-- DATA SHOWN follows --
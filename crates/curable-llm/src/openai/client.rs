// OpenAI client: chat completions + assistants v2 (threads, messages, runs)

use crate::assistants::{AssistantThread, ListOrder, MessageRole, Run, ThreadMessage};
use crate::streaming::parse_run_sse_stream;
use crate::traits::{
    AssistantClient, ChatClient, ChatOptions, ChatRequest, ChatResponse, RunEventStream,
    TokenUsage,
};
use crate::types::Message;
use anyhow::{Context, Result};
use async_trait::async_trait;
use reqwest::header::{HeaderMap, HeaderName, HeaderValue, AUTHORIZATION, CONTENT_TYPE};
use serde::de::DeserializeOwned;
use serde::{Deserialize, Serialize};
use serde_json::Value;

pub const OPENAI_API_BASE: &str = "https://api.openai.com/v1";

/// Page size used when listing thread messages (API maximum)
const MESSAGE_PAGE_SIZE: u32 = 100;

/// OpenAI client (HTTP direct, no SDK)
pub struct OpenAIClient {
    http_client: reqwest::Client,
    base_url: String,
}

impl OpenAIClient {
    /// Create new client with API key
    pub fn new(api_key: impl Into<String>) -> Result<Self> {
        let api_key = api_key.into();

        let mut headers = HeaderMap::new();
        headers.insert(CONTENT_TYPE, HeaderValue::from_static("application/json"));
        headers.insert(
            AUTHORIZATION,
            HeaderValue::from_str(&format!("Bearer {}", api_key))
                .context("Invalid API key format")?,
        );
        headers.insert(
            HeaderName::from_static("openai-beta"),
            HeaderValue::from_static("assistants=v2"),
        );

        let http_client = reqwest::Client::builder()
            .default_headers(headers)
            .build()
            .context("Failed to create HTTP client")?;

        Ok(Self {
            http_client,
            base_url: OPENAI_API_BASE.to_string(),
        })
    }

    /// Point the client at another base URL (proxies, test servers)
    pub fn with_base_url(mut self, base_url: impl Into<String>) -> Self {
        self.base_url = base_url.into().trim_end_matches('/').to_string();
        self
    }

    /// Build chat completion request payload
    fn build_chat_request(
        &self,
        model: &str,
        messages: Vec<Message>,
        options: &ChatOptions,
    ) -> Result<Value> {
        let openai_messages: Vec<Value> = messages
            .into_iter()
            .map(|msg| self.convert_message(msg))
            .collect();

        let mut request = serde_json::json!({
            "model": model,
            "messages": openai_messages,
        });

        if let Some(obj) = request.as_object_mut() {
            if let Some(temp) = options.temperature {
                obj.insert("temperature".to_string(), serde_json::json!(temp));
            }
            if let Some(max_tokens) = options.max_tokens {
                obj.insert("max_completion_tokens".to_string(), serde_json::json!(max_tokens));
            }
            if let Some(format) = &options.response_format {
                obj.insert("response_format".to_string(), serde_json::to_value(format)?);
            }
        }

        Ok(request)
    }

    /// Convert our Message type to OpenAI format
    fn convert_message(&self, message: Message) -> Value {
        let role = message.role().to_string();
        let (content, name) = match message {
            Message::System { content, name }
            | Message::Human { content, name }
            | Message::AI { content, name } => (content, name),
        };

        let mut obj = serde_json::json!({
            "role": role,
            "content": content.to_text(),
        });
        if let (Some(name), Some(map)) = (name, obj.as_object_mut()) {
            map.insert("name".to_string(), serde_json::json!(name));
        }
        obj
    }

    async fn post_json<T: DeserializeOwned>(&self, path: &str, payload: &Value) -> Result<T> {
        let response = self
            .http_client
            .post(format!("{}{}", self.base_url, path))
            .json(payload)
            .send()
            .await
            .context("Failed to send request")?;

        Self::parse_response(response).await
    }

    async fn get_json<T: DeserializeOwned>(&self, path: &str, query: &[(&str, String)]) -> Result<T> {
        let response = self
            .http_client
            .get(format!("{}{}", self.base_url, path))
            .query(query)
            .send()
            .await
            .context("Failed to send request")?;

        Self::parse_response(response).await
    }

    async fn parse_response<T: DeserializeOwned>(response: reqwest::Response) -> Result<T> {
        if !response.status().is_success() {
            let status = response.status();
            let error_text = response.text().await.unwrap_or_default();
            anyhow::bail!("OpenAI API error ({}): {}", status, error_text);
        }

        response.json().await.context("Failed to parse response")
    }
}

// ============================================================================
// TRAIT IMPLEMENTATIONS
// ============================================================================

#[async_trait]
impl ChatClient for OpenAIClient {
    async fn chat(&self, request: ChatRequest) -> Result<ChatResponse> {
        let payload = self.build_chat_request(&request.model, request.messages, &request.options)?;

        let raw: OpenAIChatResponse = self.post_json("/chat/completions", &payload).await?;

        // Convert to provider-agnostic response
        let choice = raw.choices.first();
        Ok(ChatResponse {
            content: choice.and_then(|c| c.message.content.clone()),
            usage: raw.usage.as_ref().map(|usage| TokenUsage {
                input_tokens: usage.prompt_tokens,
                output_tokens: usage.completion_tokens,
                total_tokens: usage.total_tokens,
            }),
            finish_reason: choice.and_then(|c| c.finish_reason.clone()),
            raw: serde_json::to_value(&raw)?,
        })
    }
}

#[async_trait]
impl AssistantClient for OpenAIClient {
    async fn create_thread(&self) -> Result<AssistantThread> {
        let thread: AssistantThread = self.post_json("/threads", &serde_json::json!({})).await?;
        tracing::debug!(thread_id = %thread.id, "Created assistant thread");
        Ok(thread)
    }

    async fn add_message(
        &self,
        thread_id: &str,
        role: MessageRole,
        content: &str,
    ) -> Result<ThreadMessage> {
        let payload = serde_json::json!({
            "role": role.as_str(),
            "content": content,
        });
        self.post_json(&format!("/threads/{}/messages", thread_id), &payload)
            .await
    }

    async fn list_messages(&self, thread_id: &str, order: ListOrder) -> Result<Vec<ThreadMessage>> {
        let path = format!("/threads/{}/messages", thread_id);
        let mut messages = Vec::new();
        let mut after: Option<String> = None;

        loop {
            let mut query = vec![
                ("order", order.as_str().to_string()),
                ("limit", MESSAGE_PAGE_SIZE.to_string()),
            ];
            if let Some(cursor) = &after {
                query.push(("after", cursor.clone()));
            }

            let page: MessageList = self.get_json(&path, &query).await?;
            messages.extend(page.data);

            match page.last_id {
                Some(last_id) if page.has_more => after = Some(last_id),
                _ => break,
            }
        }

        Ok(messages)
    }

    async fn recent_messages(&self, thread_id: &str, limit: usize) -> Result<Vec<ThreadMessage>> {
        let query = [
            ("order", ListOrder::Desc.as_str().to_string()),
            ("limit", limit.clamp(1, MESSAGE_PAGE_SIZE as usize).to_string()),
        ];
        let page: MessageList = self
            .get_json(&format!("/threads/{}/messages", thread_id), &query)
            .await?;
        Ok(page.data)
    }

    async fn create_run(&self, thread_id: &str, assistant_id: &str) -> Result<Run> {
        let payload = serde_json::json!({ "assistant_id": assistant_id });
        let run: Run = self
            .post_json(&format!("/threads/{}/runs", thread_id), &payload)
            .await?;
        tracing::debug!(thread_id, run_id = %run.id, status = %run.status, "Created run");
        Ok(run)
    }

    async fn retrieve_run(&self, thread_id: &str, run_id: &str) -> Result<Run> {
        self.get_json(&format!("/threads/{}/runs/{}", thread_id, run_id), &[])
            .await
    }

    async fn stream_run(&self, thread_id: &str, assistant_id: &str) -> Result<RunEventStream> {
        let payload = serde_json::json!({
            "assistant_id": assistant_id,
            "stream": true,
        });

        let response = self
            .http_client
            .post(format!("{}/threads/{}/runs", self.base_url, thread_id))
            .json(&payload)
            .send()
            .await
            .context("Failed to send request")?;

        if !response.status().is_success() {
            let status = response.status();
            let error_text = response.text().await.unwrap_or_default();
            anyhow::bail!("OpenAI API error ({}): {}", status, error_text);
        }

        Ok(parse_run_sse_stream(response))
    }
}

// ============================================================================
// OPENAI-SPECIFIC RESPONSE TYPES
// ============================================================================

#[derive(Debug, Clone, Serialize, Deserialize)]
struct OpenAIChatResponse {
    pub id: String,
    pub model: String,
    pub choices: Vec<Choice>,
    #[serde(default)]
    pub usage: Option<Usage>,
}

#[derive(Debug, Clone, Serialize, Deserialize)]
struct Choice {
    pub index: u32,
    pub message: ResponseMessage,
    pub finish_reason: Option<String>,
}

#[derive(Debug, Clone, Serialize, Deserialize)]
struct ResponseMessage {
    pub role: String,
    pub content: Option<String>,
}

#[derive(Debug, Clone, Serialize, Deserialize)]
struct Usage {
    pub prompt_tokens: u32,
    pub completion_tokens: u32,
    pub total_tokens: u32,
}

#[derive(Debug, Clone, Deserialize)]
struct MessageList {
    data: Vec<ThreadMessage>,
    #[serde(default)]
    last_id: Option<String>,
    #[serde(default)]
    has_more: bool,
}

#[cfg(test)]
mod tests {
    use super::*;
    use crate::traits::ResponseFormat;

    #[test]
    fn test_chat_payload_includes_options() {
        let client = OpenAIClient::new("sk-test").unwrap();
        let options = ChatOptions::new()
            .temperature(0.2)
            .max_tokens(400)
            .response_format(ResponseFormat::JsonObject);

        let payload = client
            .build_chat_request(
                "gpt-4o-mini",
                vec![Message::system("Be brief."), Message::human("Hi")],
                &options,
            )
            .unwrap();

        assert_eq!(payload["model"], "gpt-4o-mini");
        assert_eq!(payload["messages"][0]["role"], "system");
        assert_eq!(payload["messages"][1]["content"], "Hi");
        assert_eq!(payload["max_completion_tokens"], 400);
        assert_eq!(payload["response_format"]["type"], "json_object");
    }

    #[test]
    fn test_base_url_trailing_slash_trimmed() {
        let client = OpenAIClient::new("sk-test")
            .unwrap()
            .with_base_url("http://localhost:9999/");
        assert_eq!(client.base_url, "http://localhost:9999");
    }
}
-- DATA SHOWN concluded --
TASK TO CARRY OUT
Your answer consists solely of the lines from the top of the records above through the line that contains "use async_trait::async_trait;", each echoed exactly.

OUTPUT FOR THIS TASK
filename crates/curable-llm/src/openai/client.rs
// OpenAI client: chat completions + assistants v2 (threads, messages, runs)

use crate::assistants::{AssistantThread, ListOrder, MessageRole, Run, ThreadMessage};
use crate::streaming::parse_run_sse_stream;
use crate::traits::{
    AssistantClient, ChatClient, ChatOptions, ChatRequest, ChatResponse, RunEventStream,
    TokenUsage,
};
use crate::types::Message;
use anyhow::{Context, Result};
use async_trait::async_trait;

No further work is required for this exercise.